*HOW TO COMPLETE THIS TASK:* All lines of the data shown below should be output exactly as they stand.

*Saved data entries:*
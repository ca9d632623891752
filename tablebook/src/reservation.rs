//! Reservation types for tracking table bookings.
//!
//! This module provides the [`Reservation`] record together with its
//! identifier, status, and the validated [`Customer`] details a booking is
//! made under.

use std::fmt;

use chrono::{Duration, NaiveDateTime};
use serde::{Deserialize, Serialize};

use crate::hours::ServiceSlot;
use crate::table::TableNumber;

/// A unique identifier for a reservation, assigned by the restaurant.
#[derive(Debug, Clone, Copy, PartialEq, Eq, PartialOrd, Ord, Hash, Serialize, Deserialize)]
#[serde(transparent)]
pub struct ReservationId(u64);

impl ReservationId {
    /// Wraps a raw identifier.
    #[must_use]
    pub const fn new(value: u64) -> Self {
        Self(value)
    }

    /// Returns the underlying identifier.
    #[must_use]
    pub const fn value(self) -> u64 {
        self.0
    }
}

impl fmt::Display for ReservationId {
    fn fmt(&self, f: &mut fmt::Formatter<'_>) -> fmt::Result {
        write!(f, "#{}", self.0)
    }
}

/// Confirmation state of a reservation.
#[derive(Debug, Clone, Copy, PartialEq, Eq, Hash, Serialize, Deserialize)]
#[serde(rename_all = "lowercase")]
pub enum ReservationStatus {
    /// Not yet confirmed by staff; subject to expiry.
    Pending,
    /// Confirmed by staff; never expired by the sweep.
    Confirmed,
}

impl fmt::Display for ReservationStatus {
    fn fmt(&self, f: &mut fmt::Formatter<'_>) -> fmt::Result {
        match self {
            Self::Pending => write!(f, "pending"),
            Self::Confirmed => write!(f, "confirmed"),
        }
    }
}

/// How a reservation was made.
#[derive(Debug, Clone, Copy, PartialEq, Eq, Hash, Serialize, Deserialize)]
#[serde(rename_all = "kebab-case")]
pub enum ReservationKind {
    /// Booked ahead of time for a future slot.
    Advance,
    /// Booked by staff when the party arrived.
    WalkIn,
}

/// Name and contact number a reservation is held under.
///
/// # Examples
///
/// ```
/// use tablebook::Customer;
///
/// let customer = Customer::new("  Ada  ", "98765432").unwrap();
/// assert_eq!(customer.name(), "Ada");
///
/// assert!(Customer::new("", "98765432").is_err());
/// assert!(Customer::new("Ada", " ").is_err());
/// ```
#[derive(Debug, Clone, PartialEq, Eq, Hash, Serialize, Deserialize)]
pub struct Customer {
    name: String,
    contact: String,
}

impl Customer {
    /// Creates customer details, trimming surrounding whitespace.
    ///
    /// # Errors
    ///
    /// Returns an error if the name or contact is empty after trimming.
    pub fn new(name: impl AsRef<str>, contact: impl AsRef<str>) -> Result<Self, ValidationError> {
        let name = name.as_ref().trim();
        if name.is_empty() {
            return Err(ValidationError {
                field: "name".into(),
                message: "customer name must be non-empty after trimming whitespace".into(),
            });
        }

        let contact = contact.as_ref().trim();
        if contact.is_empty() {
            return Err(ValidationError {
                field: "contact".into(),
                message: "contact number must be non-empty after trimming whitespace".into(),
            });
        }

        Ok(Self {
            name: name.to_string(),
            contact: contact.to_string(),
        })
    }

    /// Placeholder details for a walk-in party that gave no name.
    ///
    /// # Examples
    ///
    /// ```
    /// use tablebook::Customer;
    ///
    /// let guest = Customer::walk_in();
    /// assert_eq!(guest.name(), "Walk-in");
    /// ```
    #[must_use]
    pub fn walk_in() -> Self {
        Self {
            name: "Walk-in".to_string(),
            contact: "on site".to_string(),
        }
    }

    /// Returns the customer name.
    #[must_use]
    pub fn name(&self) -> &str {
        &self.name
    }

    /// Returns the contact number.
    #[must_use]
    pub fn contact(&self) -> &str {
        &self.contact
    }
}

/// A table booking.
///
/// Reservations are created only by the reservation manager. The timestamp,
/// party size, and assigned table never change after creation; only the
/// status does.
#[derive(Debug, Clone, PartialEq, Eq, Serialize, Deserialize)]
pub struct Reservation {
    id: ReservationId,
    customer: Customer,
    party_size: u32,
    reserved_at: NaiveDateTime,
    slot: ServiceSlot,
    table: TableNumber,
    kind: ReservationKind,
    status: ReservationStatus,
}

impl Reservation {
    pub(crate) fn new(
        id: ReservationId,
        customer: Customer,
        party_size: u32,
        reserved_at: NaiveDateTime,
        slot: ServiceSlot,
        table: TableNumber,
        kind: ReservationKind,
    ) -> Self {
        Self {
            id,
            customer,
            party_size,
            reserved_at,
            slot,
            table,
            kind,
            status: ReservationStatus::Pending,
        }
    }

    /// Returns the reservation identifier.
    #[must_use]
    pub const fn id(&self) -> ReservationId {
        self.id
    }

    /// Returns the customer details.
    #[must_use]
    pub const fn customer(&self) -> &Customer {
        &self.customer
    }

    /// Returns the number of guests.
    #[must_use]
    pub const fn party_size(&self) -> u32 {
        self.party_size
    }

    /// Returns the reservation timestamp.
    #[must_use]
    pub const fn reserved_at(&self) -> NaiveDateTime {
        self.reserved_at
    }

    /// Returns the service slot the table is held for.
    #[must_use]
    pub const fn slot(&self) -> ServiceSlot {
        self.slot
    }

    /// Returns the assigned table.
    #[must_use]
    pub const fn table(&self) -> TableNumber {
        self.table
    }

    /// Returns how the reservation was made.
    #[must_use]
    pub const fn kind(&self) -> ReservationKind {
        self.kind
    }

    /// Returns the confirmation status.
    #[must_use]
    pub const fn status(&self) -> ReservationStatus {
        self.status
    }

    /// Returns `true` if staff have not confirmed the reservation yet.
    #[must_use]
    pub fn is_pending(&self) -> bool {
        self.status == ReservationStatus::Pending
    }

    /// Checks if the reservation has expired at `now` given a grace period.
    ///
    /// A pending reservation expires once `now` is at least `grace` past its
    /// timestamp; the boundary itself counts as expired. Confirmed
    /// reservations never expire.
    #[must_use]
    pub fn is_expired(&self, now: NaiveDateTime, grace: Duration) -> bool {
        self.is_pending() && now - self.reserved_at >= grace
    }

    pub(crate) fn confirm(&mut self) {
        self.status = ReservationStatus::Confirmed;
    }
}

/// Error type for validation failures.
#[derive(Debug, Clone, PartialEq, Eq)]
pub struct ValidationError {
    /// The field that failed validation.
    pub field: String,
    /// A description of the validation failure.
    pub message: String,
}

impl fmt::Display for ValidationError {
    fn fmt(&self, f: &mut fmt::Formatter<'_>) -> fmt::Result {
        write!(f, "validation error for '{}': {}", self.field, self.message)
    }
}

impl std::error::Error for ValidationError {}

*TASK RESULT:*
repository ca9d632623891752
filename tablebook/src/reservation.rs
//! Reservation types for tracking table bookings.
//!
//! This module provides the [`Reservation`] record together with its
//! identifier, status, and the validated [`Customer`] details a booking is
//! made under.

use std::fmt;

use chrono::{Duration, NaiveDateTime};
use serde::{Deserialize, Serialize};

use crate::hours::ServiceSlot;
use crate::table::TableNumber;

/// A unique identifier for a reservation, assigned by the restaurant.
#[derive(Debug, Clone, Copy, PartialEq, Eq, PartialOrd, Ord, Hash, Serialize, Deserialize)]
#[serde(transparent)]
pub struct ReservationId(u64);

impl ReservationId {
    /// Wraps a raw identifier.
    #[must_use]
    pub const fn new(value: u64) -> Self {
        Self(value)
    }

    /// Returns the underlying identifier.
    #[must_use]
    pub const fn value(self) -> u64 {
        self.0
    }
}

impl fmt::Display for ReservationId {
    fn fmt(&self, f: &mut fmt::Formatter<'_>) -> fmt::Result {
        write!(f, "#{}", self.0)
    }
}

/// Confirmation state of a reservation.
#[derive(Debug, Clone, Copy, PartialEq, Eq, Hash, Serialize, Deserialize)]
#[serde(rename_all = "lowercase")]
pub enum ReservationStatus {
    /// Not yet confirmed by staff; subject to expiry.
    Pending,
    /// Confirmed by staff; never expired by the sweep.
    Confirmed,
}

impl fmt::Display for ReservationStatus {
    fn fmt(&self, f: &mut fmt::Formatter<'_>) -> fmt::Result {
        match self {
            Self::Pending => write!(f, "pending"),
            Self::Confirmed => write!(f, "confirmed"),
        }
    }
}

/// How a reservation was made.
#[derive(Debug, Clone, Copy, PartialEq, Eq, Hash, Serialize, Deserialize)]
#[serde(rename_all = "kebab-case")]
pub enum ReservationKind {
    /// Booked ahead of time for a future slot.
    Advance,
    /// Booked by staff when the party arrived.
    WalkIn,
}

/// Name and contact number a reservation is held under.
///
/// # Examples
///
/// ```
/// use tablebook::Customer;
///
/// let customer = Customer::new("  Ada  ", "98765432").unwrap();
/// assert_eq!(customer.name(), "Ada");
///
/// assert!(Customer::new("", "98765432").is_err());
/// assert!(Customer::new("Ada", " ").is_err());
/// ```
#[derive(Debug, Clone, PartialEq, Eq, Hash, Serialize, Deserialize)]
pub struct Customer {
    name: String,
    contact: String,
}

impl Customer {
    /// Creates customer details, trimming surrounding whitespace.
    ///
    /// # Errors
    ///
    /// Returns an error if the name or contact is empty after trimming.
    pub fn new(name: impl AsRef<str>, contact: impl AsRef<str>) -> Result<Self, ValidationError> {
        let name = name.as_ref().trim();
        if name.is_empty() {
            return Err(ValidationError {
                field: "name".into(),
                message: "customer name must be non-empty after trimming whitespace".into(),
            });
        }

        let contact = contact.as_ref().trim();
        if contact.is_empty() {
            return Err(ValidationError {
                field: "contact".into(),
                message: "contact number must be non-empty after trimming whitespace".into(),
            });
        }

        Ok(Self {
            name: name.to_string(),
            contact: contact.to_string(),
        })
    }

    /// Placeholder details for a walk-in party that gave no name.
    ///
    /// # Examples
    ///
    /// ```
    /// use tablebook::Customer;
    ///
    /// let guest = Customer::walk_in();
    /// assert_eq!(guest.name(), "Walk-in");
    /// ```
    #[must_use]
    pub fn walk_in() -> Self {
        Self {
            name: "Walk-in".to_string(),
            contact: "on site".to_string(),
        }
    }

    /// Returns the customer name.
    #[must_use]
    pub fn name(&self) -> &str {
        &self.name
    }

    /// Returns the contact number.
    #[must_use]
    pub fn contact(&self) -> &str {
        &self.contact
    }
}

/// A table booking.
///
/// Reservations are created only by the reservation manager. The timestamp,
/// party size, and assigned table never change after creation; only the
/// status does.
#[derive(Debug, Clone, PartialEq, Eq, Serialize, Deserialize)]
pub struct Reservation {
    id: ReservationId,
    customer: Customer,
    party_size: u32,
    reserved_at: NaiveDateTime,
    slot: ServiceSlot,
    table: TableNumber,
    kind: ReservationKind,
    status: ReservationStatus,
}

impl Reservation {
    pub(crate) fn new(
        id: ReservationId,
        customer: Customer,
        party_size: u32,
        reserved_at: NaiveDateTime,
        slot: ServiceSlot,
        table: TableNumber,
        kind: ReservationKind,
    ) -> Self {
        Self {
            id,
            customer,
            party_size,
            reserved_at,
            slot,
            table,
            kind,
            status: ReservationStatus::Pending,
        }
    }

    /// Returns the reservation identifier.
    #[must_use]
    pub const fn id(&self) -> ReservationId {
        self.id
    }

    /// Returns the customer details.
    #[must_use]
    pub const fn customer(&self) -> &Customer {
        &self.customer
    }

    /// Returns the number of guests.
    #[must_use]
    pub const fn party_size(&self) -> u32 {
        self.party_size
    }

    /// Returns the reservation timestamp.
    #[must_use]
    pub const fn reserved_at(&self) -> NaiveDateTime {
        self.reserved_at
    }

    /// Returns the service slot the table is held for.
    #[must_use]
    pub const fn slot(&self) -> ServiceSlot {
        self.slot
    }

    /// Returns the assigned table.
    #[must_use]
    pub const fn table(&self) -> TableNumber {
        self.table
    }

    /// Returns how the reservation was made.
    #[must_use]
    pub const fn kind(&self) -> ReservationKind {
        self.kind
    }

    /// Returns the confirmation status.
    #[must_use]
    pub const fn status(&self) -> ReservationStatus {
        self.status
    }

    /// Returns `true` if staff have not confirmed the reservation yet.
    #[must_use]
    pub fn is_pending(&self) -> bool {
        self.status == ReservationStatus::Pending
    }

    /// Checks if the reservation has expired at `now` given a grace period.
    ///
    /// A pending reservation expires once `now` is at least `grace` past its
    /// timestamp; the boundary itself counts as expired. Confirmed
    /// reservations never expire.
    #[must_use]
    pub fn is_expired(&self, now: NaiveDateTime, grace: Duration) -> bool {
        self.is_pending() && now - self.reserved_at >= grace
    }

    pub(crate) fn confirm(&mut self) {
        self.status = ReservationStatus::Confirmed;
    }
}

/// Error type for validation failures.
#[derive(Debug, Clone, PartialEq, Eq)]
pub struct ValidationError {
    /// The field that failed validation.
    pub field: String,
    /// A description of the validation failure.
    pub message: String,
}

impl fmt::Display for ValidationError {
    fn fmt(&self, f: &mut fmt::Formatter<'_>) -> fmt::Result {
        write!(f, "validation error for '{}': {}", self.field, self.message)
    }
}

impl std::error::Error for ValidationError {}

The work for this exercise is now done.